## RECORDS TO USE
//! MongoDB client and collection wrapper

use bson::{doc, oid::ObjectId, Document};
use mongodb::{
    options::{IndexOptions, ReturnDocument, UpdateModifications},
    results::UpdateResult,
    Client, Collection, IndexModel,
};
use serde::{de::DeserializeOwned, Serialize};
use tracing::{error, info};

use crate::db::schemas::{CounterDoc, COUNTER_COLLECTION};
use crate::types::{Result, SponsicoreError};

/// Trait for schemas that provide index definitions
pub trait IntoIndexes {
    fn into_indices() -> Vec<(Document, Option<IndexOptions>)>;
}

/// MongoDB client wrapper
#[derive(Clone)]
pub struct MongoClient {
    client: Client,
    db_name: String,
}

impl MongoClient {
    /// Create a new MongoDB client
    pub async fn new(uri: &str, db_name: &str) -> Result<Self> {
        info!("Connecting to MongoDB at {}", uri);

        // Use serverSelectionTimeoutMS to avoid hanging on unreachable MongoDB
        let timeout_uri = if uri.contains('?') {
            format!("{}&serverSelectionTimeoutMS=3000&connectTimeoutMS=3000", uri)
        } else {
            format!("{}?serverSelectionTimeoutMS=3000&connectTimeoutMS=3000", uri)
        };

        let client = Client::with_uri_str(&timeout_uri)
            .await
            .map_err(|e| SponsicoreError::Database(format!("Failed to connect to MongoDB: {}", e)))?;

        // Verify connection with timeout
        client
            .database(db_name)
            .run_command(doc! { "ping": 1 })
            .await
            .map_err(|e| SponsicoreError::Database(format!("MongoDB ping failed: {}", e)))?;

        info!("Connected to MongoDB database '{}'", db_name);

        Ok(Self {
            client,
            db_name: db_name.to_string(),
        })
    }

    /// Get a typed collection
    pub async fn collection<T>(&self, name: &str) -> Result<MongoCollection<T>>
    where
        T: Serialize + DeserializeOwned + Unpin + Send + Sync + IntoIndexes,
    {
        MongoCollection::new(&self.client, &self.db_name, name).await
    }

    /// Atomically advance a named sequence and return the new value
    ///
    /// Business ids ("SC-%02d", "U-%02d") are assigned from these counters.
    /// The upserted counter document makes concurrent creates safe: two
    /// callers can never observe the same sequence value.
    pub async fn next_sequence(&self, name: &str) -> Result<i64> {
        let counters = self
            .client
            .database(&self.db_name)
            .collection::<CounterDoc>(COUNTER_COLLECTION);

        let updated = counters
            .find_one_and_update(doc! { "_id": name }, doc! { "$inc": { "seq": 1_i64 } })
            .upsert(true)
            .return_document(ReturnDocument::After)
            .await
            .map_err(|e| SponsicoreError::Database(format!("Counter update failed: {}", e)))?;

        updated
            .map(|c| c.seq)
            .ok_or_else(|| SponsicoreError::Internal("Counter upsert returned no document".into()))
    }

    /// Get the raw MongoDB client
    pub fn inner(&self) -> &Client {
        &self.client
    }

    /// Get the database name
    pub fn db_name(&self) -> &str {
        &self.db_name
    }
}

/// Typed MongoDB collection with automatic indexing
///
/// Read paths add an `isDeleted != true` guard so soft-deleted documents
/// stay invisible everywhere. Documents without the flag (users, projects)
/// pass the guard unchanged.
#[derive(Debug, Clone)]
pub struct MongoCollection<T>
where
    T: Serialize + DeserializeOwned + Unpin + Send + Sync,
{
    inner: Collection<T>,
}

impl<T> MongoCollection<T>
where
    T: Serialize + DeserializeOwned + Unpin + Send + Sync + IntoIndexes,
{
    /// Create a new collection and apply indexes
    pub async fn new(client: &Client, db_name: &str, collection_name: &str) -> Result<Self> {
        let collection = client.database(db_name).collection::<T>(collection_name);
        let mongo_collection = MongoCollection { inner: collection };

        mongo_collection.apply_indexes().await?;

        Ok(mongo_collection)
    }

    /// Apply schema-defined indexes
    async fn apply_indexes(&self) -> Result<()> {
        let schema_indices = T::into_indices();

        if schema_indices.is_empty() {
            return Ok(());
        }

        let indices: Vec<IndexModel> = schema_indices
            .into_iter()
            .map(|(keys, opts)| IndexModel::builder().keys(keys).options(opts).build())
            .collect();

        self.inner
            .create_indexes(indices)
            .await
            .map_err(|e| SponsicoreError::Database(format!("Failed to create indexes: {}", e)))?;

        Ok(())
    }

    /// Insert a document, returning the assigned id
    pub async fn insert_one(&self, item: &T) -> Result<ObjectId> {
        let result = self
            .inner
            .insert_one(item)
            .await
            .map_err(|e| SponsicoreError::Database(format!("Insert failed: {}", e)))?;

        result
            .inserted_id
            .as_object_id()
            .ok_or_else(|| SponsicoreError::Database("Failed to get inserted ID".into()))
    }

    /// Find one non-deleted document by filter
    pub async fn find_one(&self, filter: Document) -> Result<Option<T>> {
        let mut full_filter = filter;
        full_filter.insert("isDeleted", doc! { "$ne": true });

        self.inner
            .find_one(full_filter)
            .await
            .map_err(|e| SponsicoreError::Database(format!("Find failed: {}", e)))
    }

    /// Find many non-deleted documents by filter
    pub async fn find_many(&self, filter: Document) -> Result<Vec<T>> {
        use futures_util::StreamExt;

        let mut full_filter = filter;
        full_filter.insert("isDeleted", doc! { "$ne": true });

        let cursor = self
            .inner
            .find(full_filter)
            .await
            .map_err(|e| SponsicoreError::Database(format!("Find failed: {}", e)))?;

        let results: Vec<T> = cursor
            .filter_map(|doc| async {
                match doc {
                    Ok(d) => Some(d),
                    Err(e) => {
                        error!("Error reading document: {}", e);
                        None
                    }
                }
            })
            .collect()
            .await;

        Ok(results)
    }

    /// Update one document (filter is used as given, no soft-delete guard)
    pub async fn update_one(
        &self,
        filter: Document,
        update: impl Into<UpdateModifications>,
    ) -> Result<UpdateResult> {
        self.inner
            .update_one(filter, update.into())
            .await
            .map_err(|e| SponsicoreError::Database(format!("Update failed: {}", e)))
    }

    /// Replace one document in full
    pub async fn replace_one(&self, filter: Document, replacement: &T) -> Result<UpdateResult> {
        self.inner
            .replace_one(filter, replacement)
            .await
            .map_err(|e| SponsicoreError::Database(format!("Replace failed: {}", e)))
    }

    /// Soft delete a document by setting its flag
    pub async fn soft_delete(&self, filter: Document) -> Result<UpdateResult> {
        self.update_one(filter, doc! { "$set": { "isDeleted": true } }).await
    }

    /// Get the underlying collection for advanced operations
    pub fn inner(&self) -> &Collection<T> {
        &self.inner
    }
}

#[cfg(test)]
mod tests {
    // Integration tests would require a running MongoDB instance;
    // the service-level logic is covered by unit tests in src/services.
}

## WHAT TO DO
The answer must be every line of the data that contains the word "value".

## EXERCISE OUTPUT
    /// Atomically advance a named sequence and return the new value
    /// callers can never observe the same sequence value.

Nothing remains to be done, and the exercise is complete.